Tuesday, June 24, 2014

Lottery

Problem:
SRM 144 DIV 1 - 550 Points
Overview:
Calculate the number of possible outcomes for a number of lottery games. Each game is defined by the amount of possible numbers to choose from, the amount of numbers that must be chooses, whether those numbers must be unique, and whether those numbers must be in non-descending order.
Java Source:
    001: /*
    002: TopCoder
    003: Single Round Match: 144
    004: Division: 1
    005: Level: 2
    006: Points: 550
    007: Description: http://community.topcoder.com/stat?c=problem_statement&pm=1659
    008:  */
    009:
    010: import java.util.ArrayList;
    011: import java.util.Collections;
    012: import java.util.List;
    013:
    014: public class Lottery {
    015:
    016:     /*
    017:     Reads each String from rules, creates a new LotteryGame out of it,
    018:     sorts the games, and returns the sorted list of names.
    019:      */
    020:     public String[] sortByOdds(String[] rules) {
    021:
    022:         List games = new ArrayList<>();
    023:
    024:         /*
    025:         Read each of the input Strings, create a LotteryGame object out of
    026:         them, and add them to the games array.
    027:          */
    028:         for (String s : rules) {
    029:             games.add(CreateGame(s));
    030:         }
    031:
    032:         Collections.sort(games);
    033:
    034:         /*
    035:         Create the return array, copy the now sorted games into it, and return.
    036:          */
    037:         String[] names = new String[games.size()];
    038:
    039:         int i = 0;
    040:         for (LotteryGame g : games) {
    041:             names[i++] = g.getName();
    042:         }
    043:
    044:         return names;
    045:     }
    046:
    047:     /*
    048:     Parses the input String and returns a new LotteryGame object.
    049:      */
    050:     private LotteryGame CreateGame(String s) {
    051:
    052:         // Split the string on the space char.
    053:         String[] nameAndOptions = s.split(":");
    054:
    055:         String name = nameAndOptions[0];
    056:
    057:         String[] options = nameAndOptions[1].split(" ");
    058:
    059:         int choices = Integer.valueOf(options[1]);
    060:         int blanks = Integer.valueOf(options[2]);
    061:
    062:         boolean sorted = "T".equals(options[3]);
    063:         boolean unique = "T".equals(options[4]);
    064:
    065:         return new LotteryGame(name, choices, blanks, sorted, unique);
    066:     }
    067:
    068:     /*
    069:     An inner class that represents each type of game.

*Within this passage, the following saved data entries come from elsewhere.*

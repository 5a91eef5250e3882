//! TOML configuration.
//!
//! ```toml
//! [storage]
//! dir = "/home/me/.local/share/counterstate"
//!
//! [remote]
//! base_url = "https://counter.example.com"
//! counter_id = "1"
//! timeout_seconds = 10
//! ```

mod loader;
mod types;

pub use loader::ConfigError;
pub use types::{Config, RemoteConfig, StorageConfig};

    070:     It encapsulates the details of calculating the number of possible
    071:     combinations, and implements Comparable to make the sorting easy.
    072:      */
    073:     class LotteryGame implements Comparable {
    074:
    075:         final String name;
    076:
    077:         final long combinations;
    078:
    079:         /*
    080:         Calculates the number of combinations (permutations?) upon object
    081:         creation.
    082:          */
    083:         LotteryGame(String name, int choices, int blanks, boolean sorted,
    084:                     boolean unique) {
    085:
    086:             this.name = name;
    087:
    088:             /*
    089:            There are four different ways to compute the number of
    090:            combinations base on the values of unique and sorted.  The first
    091:            three you should recognize from discrete math classes.  The last
    092:            case (!unique && sorted) I don't fully understand.
    093:             */
    094:             if (unique && sorted) {
    095:                 combinations = choose(choices, blanks);
    096:             } else if (unique) {
    097:                 combinations = choose(choices, blanks) * factorial(blanks);
    098:             } else if (!sorted) {
    099:                 combinations = power(choices, blanks);
    100:             } else {
    101:                 combinations = choose(choices + blanks - 1, blanks);
    102:             }
    103:         }
    104:
    105:         /*
    106:         Implements (m choose n) = m! / ((m-n)! * n!)
    107:          */
    108:         long choose(int choices, int blanks) {
    109:             return factorial(choices, blanks) / factorial(blanks);
    110:         }
    111:
    112:         public long factorial(int n) {
    113:             return factorial(n, n);
    114:         }
    115:
    116:         /*
    117:         Doing large factorials runs the risk of overflows.  This allows us to
    118:          calculate, for example, 100! / 98! without having to multiply it all
    119:           out.
    120:          */
    121:         long factorial(int n, int stopAfter) {
    122:
    123:             long result = (long) n;
    124:
    125:             for (long i = (n - 1); i > (n - stopAfter); i--) {
    126:                 result *= i;
    127:             }
    128:
    129:             return result;
    130:         }
    131:
    132:         /*
    133:         Does the same thing as Math.pow() but this uses longs instead of
    134:         doubles.
    135:          */
    136:         long power(int base, int exp) {
    137:
    138:             if (exp == 0) { return 1L; }
    139:
    140:             // I don't ever expect this, but just in case.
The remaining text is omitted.